[EXTRACTED RECORDS Boundary: Start]

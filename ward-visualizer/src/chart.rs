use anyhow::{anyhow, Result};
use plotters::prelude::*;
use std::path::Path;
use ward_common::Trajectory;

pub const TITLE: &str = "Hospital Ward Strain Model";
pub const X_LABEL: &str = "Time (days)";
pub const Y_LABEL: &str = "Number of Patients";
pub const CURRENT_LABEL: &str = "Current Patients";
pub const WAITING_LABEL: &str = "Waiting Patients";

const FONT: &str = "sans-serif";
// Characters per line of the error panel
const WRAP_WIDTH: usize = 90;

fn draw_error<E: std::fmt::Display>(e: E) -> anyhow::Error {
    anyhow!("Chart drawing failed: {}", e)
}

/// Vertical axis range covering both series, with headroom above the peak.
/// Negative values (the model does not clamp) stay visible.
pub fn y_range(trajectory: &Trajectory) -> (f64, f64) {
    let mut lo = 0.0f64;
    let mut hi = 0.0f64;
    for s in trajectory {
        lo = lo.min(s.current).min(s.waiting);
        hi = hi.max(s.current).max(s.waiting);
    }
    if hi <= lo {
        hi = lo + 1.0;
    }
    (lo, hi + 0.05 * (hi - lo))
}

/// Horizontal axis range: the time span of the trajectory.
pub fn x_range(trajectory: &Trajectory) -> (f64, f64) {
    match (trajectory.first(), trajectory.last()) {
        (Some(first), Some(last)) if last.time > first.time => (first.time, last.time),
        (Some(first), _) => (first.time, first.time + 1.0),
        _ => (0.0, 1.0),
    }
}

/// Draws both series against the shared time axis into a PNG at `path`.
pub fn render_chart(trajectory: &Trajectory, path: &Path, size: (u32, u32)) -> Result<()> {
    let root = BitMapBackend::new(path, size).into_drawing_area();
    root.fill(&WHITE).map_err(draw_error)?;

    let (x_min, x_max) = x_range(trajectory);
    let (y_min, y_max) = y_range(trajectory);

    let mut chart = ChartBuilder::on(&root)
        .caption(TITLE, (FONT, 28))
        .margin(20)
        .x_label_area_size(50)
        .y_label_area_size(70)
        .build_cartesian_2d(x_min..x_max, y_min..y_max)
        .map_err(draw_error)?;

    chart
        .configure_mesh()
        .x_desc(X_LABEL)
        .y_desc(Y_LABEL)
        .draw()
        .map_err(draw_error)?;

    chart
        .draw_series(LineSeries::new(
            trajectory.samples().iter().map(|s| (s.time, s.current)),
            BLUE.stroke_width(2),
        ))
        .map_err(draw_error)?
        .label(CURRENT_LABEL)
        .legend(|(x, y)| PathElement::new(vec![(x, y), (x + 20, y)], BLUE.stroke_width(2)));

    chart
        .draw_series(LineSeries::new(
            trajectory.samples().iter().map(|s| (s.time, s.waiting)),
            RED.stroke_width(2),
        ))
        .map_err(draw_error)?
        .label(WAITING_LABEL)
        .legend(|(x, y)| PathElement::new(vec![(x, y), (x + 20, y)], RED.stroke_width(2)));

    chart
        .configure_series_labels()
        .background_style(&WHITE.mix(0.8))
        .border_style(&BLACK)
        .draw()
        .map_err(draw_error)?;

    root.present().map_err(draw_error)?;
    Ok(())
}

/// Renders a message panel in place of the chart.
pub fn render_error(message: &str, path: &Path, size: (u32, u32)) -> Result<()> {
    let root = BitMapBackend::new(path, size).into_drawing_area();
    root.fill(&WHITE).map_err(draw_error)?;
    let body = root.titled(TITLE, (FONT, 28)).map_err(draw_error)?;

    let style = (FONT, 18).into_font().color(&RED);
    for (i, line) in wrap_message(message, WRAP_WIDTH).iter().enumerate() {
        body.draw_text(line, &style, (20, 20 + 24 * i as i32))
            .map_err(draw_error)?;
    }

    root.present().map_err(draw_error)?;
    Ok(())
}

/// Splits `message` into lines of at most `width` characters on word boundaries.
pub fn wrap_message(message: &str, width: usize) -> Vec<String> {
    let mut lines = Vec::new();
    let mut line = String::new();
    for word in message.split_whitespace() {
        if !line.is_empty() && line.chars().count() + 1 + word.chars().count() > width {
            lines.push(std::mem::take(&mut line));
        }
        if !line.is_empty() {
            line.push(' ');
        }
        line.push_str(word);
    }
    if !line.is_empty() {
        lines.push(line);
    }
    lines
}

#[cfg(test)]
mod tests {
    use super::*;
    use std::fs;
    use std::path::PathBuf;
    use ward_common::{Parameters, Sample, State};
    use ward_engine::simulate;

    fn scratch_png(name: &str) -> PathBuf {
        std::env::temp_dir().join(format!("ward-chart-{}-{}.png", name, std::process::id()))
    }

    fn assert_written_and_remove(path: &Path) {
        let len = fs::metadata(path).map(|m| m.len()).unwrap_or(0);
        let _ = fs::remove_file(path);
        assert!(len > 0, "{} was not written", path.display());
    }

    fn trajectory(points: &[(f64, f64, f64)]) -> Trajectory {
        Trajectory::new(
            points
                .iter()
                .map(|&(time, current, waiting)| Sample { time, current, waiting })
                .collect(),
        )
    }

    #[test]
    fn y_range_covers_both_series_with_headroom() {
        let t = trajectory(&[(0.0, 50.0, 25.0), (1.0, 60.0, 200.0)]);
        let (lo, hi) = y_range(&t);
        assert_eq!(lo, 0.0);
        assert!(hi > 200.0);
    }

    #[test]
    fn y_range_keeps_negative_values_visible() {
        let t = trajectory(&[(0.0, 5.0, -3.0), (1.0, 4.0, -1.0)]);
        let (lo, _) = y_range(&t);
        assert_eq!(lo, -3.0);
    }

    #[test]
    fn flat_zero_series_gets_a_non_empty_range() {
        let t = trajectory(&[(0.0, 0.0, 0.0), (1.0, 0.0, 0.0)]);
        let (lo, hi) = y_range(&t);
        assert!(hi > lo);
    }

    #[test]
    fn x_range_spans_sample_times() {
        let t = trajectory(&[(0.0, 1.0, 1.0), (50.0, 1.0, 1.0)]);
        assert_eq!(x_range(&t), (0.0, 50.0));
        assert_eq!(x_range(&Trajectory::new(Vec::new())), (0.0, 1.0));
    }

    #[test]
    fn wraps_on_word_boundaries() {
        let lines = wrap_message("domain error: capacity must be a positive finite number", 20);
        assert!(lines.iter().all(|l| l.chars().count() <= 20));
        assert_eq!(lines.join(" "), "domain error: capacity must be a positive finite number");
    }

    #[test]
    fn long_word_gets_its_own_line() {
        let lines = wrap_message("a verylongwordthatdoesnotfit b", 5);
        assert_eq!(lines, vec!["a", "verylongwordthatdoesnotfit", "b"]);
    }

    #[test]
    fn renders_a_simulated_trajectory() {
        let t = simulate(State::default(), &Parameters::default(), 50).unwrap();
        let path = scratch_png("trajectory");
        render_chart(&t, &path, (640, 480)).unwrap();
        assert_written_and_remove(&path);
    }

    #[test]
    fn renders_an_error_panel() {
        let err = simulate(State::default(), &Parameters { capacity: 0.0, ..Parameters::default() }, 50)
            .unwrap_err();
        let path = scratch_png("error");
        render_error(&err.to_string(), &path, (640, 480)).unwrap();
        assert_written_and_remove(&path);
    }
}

[EXTRACTED RECORDS Boundary: End]

Copy out the lines of the data where the string "Patients" occurs.

### WRITTEN SOLUTION
pub const Y_LABEL: &str = "Number of Patients";
pub const CURRENT_LABEL: &str = "Current Patients";
pub const WAITING_LABEL: &str = "Waiting Patients";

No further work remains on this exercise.